Personal information
- Full name: Vinícius da Cunha Reche
- Date of birth: 28 January 1984 (age 42)
- Place of birth: São Paulo, Brazil
- Height: 1.75 m (5 ft 9 in)
- Position: Midfielder

Youth career
- 2004: Palmeiras

Senior career*
- Years: Team / Apps / (Gls)
- 2004–2007: Palmeiras / 3 / (0)
- 2006: → Barueri (loan)
- 2008: Vasco da Gama / 5 / (0)
- 2008: Ituano
- 2008–2009: Angers / 14 / (3)
- 2009–2010: Mirassol / 11 / (0)
- 2010–2011: Estoril Praia / 24 / (1)
- 2011–2012: Al Nassr / 6 / (2)
- 2012–2013: Al-Wehda / 10 / (5)
- 2013–2014: Al Taawon / 23 / (7)
- 2014: Jeonbuk Hyundai Motors / 2 / (0)
- 2015: Santa Cruz / 0 / (0)

= Vinícius Reche =

Brazilian footballer (born 1984)

Vinícius da Cunha Reche (born 28 January 1984), simply known as Vinícius Reche is a Brazilian former professional footballer who played as a midfielder.

==Career==
A product of the Palmeiras youth academy, he played for the senior team twice between 2004 and 2007. After being released by the club, he joined Vasco da Gama where he made five appearances.
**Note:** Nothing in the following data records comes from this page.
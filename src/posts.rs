use std::{cmp::Ordering, io, path::PathBuf, sync::Arc};

use futures::future::join_all;
use gray_matter::{engine::YAML, Matter};
use tracing::{debug, warn};

use crate::error::PostError;
use crate::markdown::render_markdown_to_html;
use crate::models::{FrontMatter, PostHtml, PostMarkdown, PostMeta};
use crate::storage::{FsPostSource, PostSource};

pub const POST_EXTENSION: &str = "md";

/// Read-only view over a directory of markdown posts.
///
/// Nothing is cached: every call lists and reads the source again, so edits
/// show up on the next request.
#[derive(Clone)]
pub struct PostRepository {
    source: Arc<dyn PostSource>,
}

impl PostRepository {
    pub fn new(source: Arc<dyn PostSource>) -> Self {
        Self { source }
    }

    pub fn from_dir(dir: impl Into<PathBuf>) -> Self {
        Self::new(Arc::new(FsPostSource::new(dir)))
    }

    /// Metadata of every post, newest first.
    ///
    /// Fails as a whole on the first invalid file (in file name order); no
    /// partial list is ever returned.
    pub async fn list_summaries(&self) -> Result<Vec<PostMeta>, PostError> {
        let listing = self.source.list().await.map_err(|source| PostError::Io {
            path: self.source.location(""),
            source,
        })?;

        let mut names: Vec<String> = listing
            .into_iter()
            .filter(|name| {
                let is_post = slug_from_file_name(name).is_some();
                if !is_post {
                    debug!("Ignoring non-post file: {}", name);
                }
                is_post
            })
            .collect();
        names.sort();

        let loaded = join_all(names.iter().map(|name| self.load_summary(name))).await;
        let mut posts = loaded.into_iter().collect::<Result<Vec<_>, _>>()?;
        sort_newest_first(&mut posts);

        debug!("Listed {} posts", posts.len());
        Ok(posts)
    }

    /// One post with its body rendered to HTML.
    pub async fn get_html(&self, slug: &str) -> Result<PostHtml, PostError> {
        let (meta, markdown) = self.load(slug).await?;
        let html = render_markdown_to_html(&markdown);
        Ok(PostHtml { meta, html })
    }

    /// One post with its body left as markdown, byte for byte as it follows
    /// the closing front-matter delimiter.
    pub async fn get_markdown(&self, slug: &str) -> Result<PostMarkdown, PostError> {
        let (meta, markdown) = self.load(slug).await?;
        Ok(PostMarkdown { meta, markdown })
    }

    async fn load(&self, slug: &str) -> Result<(PostMeta, String), PostError> {
        check_slug(slug)?;

        let file_name = format!("{slug}.{POST_EXTENSION}");
        let location = self.source.location(&file_name);
        debug!("Loading post {}", location);

        let contents = self
            .source
            .read(&file_name)
            .await
            .map_err(|source| match source.kind() {
                io::ErrorKind::NotFound => PostError::NotFound {
                    slug: slug.to_string(),
                },
                _ => PostError::Io {
                    path: location.clone(),
                    source,
                },
            })?;

        parse_post(slug, &location, &contents)
    }

    async fn load_summary(&self, file_name: &str) -> Result<PostMeta, PostError> {
        let location = self.source.location(file_name);
        let slug = slug_from_file_name(file_name).unwrap_or(file_name);

        let contents = self
            .source
            .read(file_name)
            .await
            .map_err(|source| PostError::Io {
                path: location.clone(),
                source,
            })?;

        parse_post(slug, &location, &contents).map(|(meta, _)| meta)
    }
}

fn slug_from_file_name(file_name: &str) -> Option<&str> {
    file_name
        .strip_suffix(POST_EXTENSION)
        .and_then(|stem| stem.strip_suffix('.'))
        .filter(|slug| !slug.is_empty() && !slug.starts_with('.'))
}

fn check_slug(slug: &str) -> Result<(), PostError> {
    if slug.is_empty() {
        return Err(PostError::InvalidArgument("slug is required".to_string()));
    }
    if slug.contains(['/', '\\']) || slug.starts_with('.') || slug.chars().any(char::is_control) {
        warn!("Rejected slug {:?}", slug);
        return Err(PostError::InvalidArgument(format!(
            "slug must be a plain file name: {slug:?}"
        )));
    }
    Ok(())
}

fn parse_post(slug: &str, location: &str, contents: &str) -> Result<(PostMeta, String), PostError> {
    let contents = contents.strip_prefix('\u{feff}').unwrap_or(contents);

    let matter = Matter::<YAML>::new();
    let parsed = matter
        .parse::<FrontMatter>(contents)
        .map_err(|e| PostError::Validation {
            path: location.to_string(),
            reason: format!("malformed front matter: {e}"),
        })?;

    let meta = validate(slug, location, parsed.data.unwrap_or_default())?;
    let body = raw_body(contents).map_or(parsed.content, str::to_string);
    Ok((meta, body))
}

/// The text after the closing `---` line, untrimmed. `None` when the file
/// does not open with a front-matter block.
fn raw_body(contents: &str) -> Option<&str> {
    let mut lines = contents.split_inclusive('\n');
    let opening = lines.next()?;
    if opening.trim_end() != "---" {
        return None;
    }

    let mut offset = opening.len();
    for line in lines {
        offset += line.len();
        if line.trim_end() == "---" {
            return Some(&contents[offset..]);
        }
    }
    None
}

fn validate(slug: &str, location: &str, front_matter: FrontMatter) -> Result<PostMeta, PostError> {
    let title = front_matter
        .title
        .filter(|title| !title.trim().is_empty())
        .ok_or_else(|| PostError::Validation {
            path: location.to_string(),
            reason: "missing required `title`".to_string(),
        })?;

    Ok(PostMeta {
        title,
        slug: slug.to_string(),
        description: front_matter.description.unwrap_or_default(),
        created_at: front_matter.created_at.unwrap_or_default(),
        updated_at: front_matter.updated_at,
        is_show: front_matter.is_show.unwrap_or(true),
    })
}

/// Newest `createdAt` first, undated posts last, equal dates by slug.
fn sort_newest_first(posts: &mut [PostMeta]) {
    posts.sort_by(newest_first);
}

fn newest_first(a: &PostMeta, b: &PostMeta) -> Ordering {
    let by_date = match (a.created_date(), b.created_date()) {
        (Some(x), Some(y)) => y.cmp(&x),
        (Some(_), None) => Ordering::Less,
        (None, Some(_)) => Ordering::Greater,
        (None, None) => Ordering::Equal,
    };
    by_date.then_with(|| a.slug.cmp(&b.slug))
}
use std::collections::HashMap;

use pulldown_cmark::{html, CowStr, Event, Options, Parser, Tag, TagEnd};

fn markdown_options() -> Options {
    let mut options = Options::empty();
    options.insert(Options::ENABLE_STRIKETHROUGH);
    options.insert(Options::ENABLE_TABLES);
    options.insert(Options::ENABLE_TASKLISTS);
    options.insert(Options::ENABLE_FOOTNOTES);
    options
}

/// Renders a post body. Raw HTML in the source is passed through untouched.
pub fn render_markdown_to_html(markdown: &str) -> String {
    let mut events: Vec<Event> = Parser::new_ext(markdown, markdown_options()).collect();
    assign_heading_ids(&mut events);

    let mut html_out = String::with_capacity(markdown.len() * 3 / 2);
    html::push_html(&mut html_out, events.into_iter());
    html_out
}

/// Gives every heading an anchor id built from its text.
fn assign_heading_ids(events: &mut [Event<'_>]) {
    let mut seen: HashMap<String, usize> = HashMap::new();
    let mut i = 0;

    while i < events.len() {
        if matches!(events[i], Event::Start(Tag::Heading { .. })) {
            let mut text = String::new();
            let mut end = i + 1;
            while end < events.len() {
                match &events[end] {
                    Event::End(TagEnd::Heading(_)) => break,
                    Event::Text(t) | Event::Code(t) => text.push_str(t),
                    _ => {}
                }
                end += 1;
            }

            let base = slugify(&text);
            if !base.is_empty() {
                let id = unique_id(base, &mut seen);
                if let Event::Start(Tag::Heading { id: slot, .. }) = &mut events[i] {
                    *slot = Some(CowStr::from(id));
                }
            }
            i = end;
        }
        i += 1;
    }
}

fn slugify(text: &str) -> String {
    text.trim()
        .to_lowercase()
        .chars()
        .filter_map(|c| {
            if c.is_whitespace() {
                Some('-')
            } else if c.is_alphanumeric() || c == '-' || c == '_' {
                Some(c)
            } else {
                None
            }
        })
        .collect()
}

fn unique_id(base: String, seen: &mut HashMap<String, usize>) -> String {
    let count = seen.entry(base.clone()).or_insert(0);
    let id = if *count == 0 {
        base
    } else {
        format!("{base}-{count}")
    };
    *count += 1;
    id
}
He then had a short stint with Ituano. He then entered French football with Angers. After returning to Brazil, he joined Portuguese club Estoril Praia. Reche embraced Asian football with Saudi Arabian club Al Nassr in 2011. He won the best player of the month in December 2013.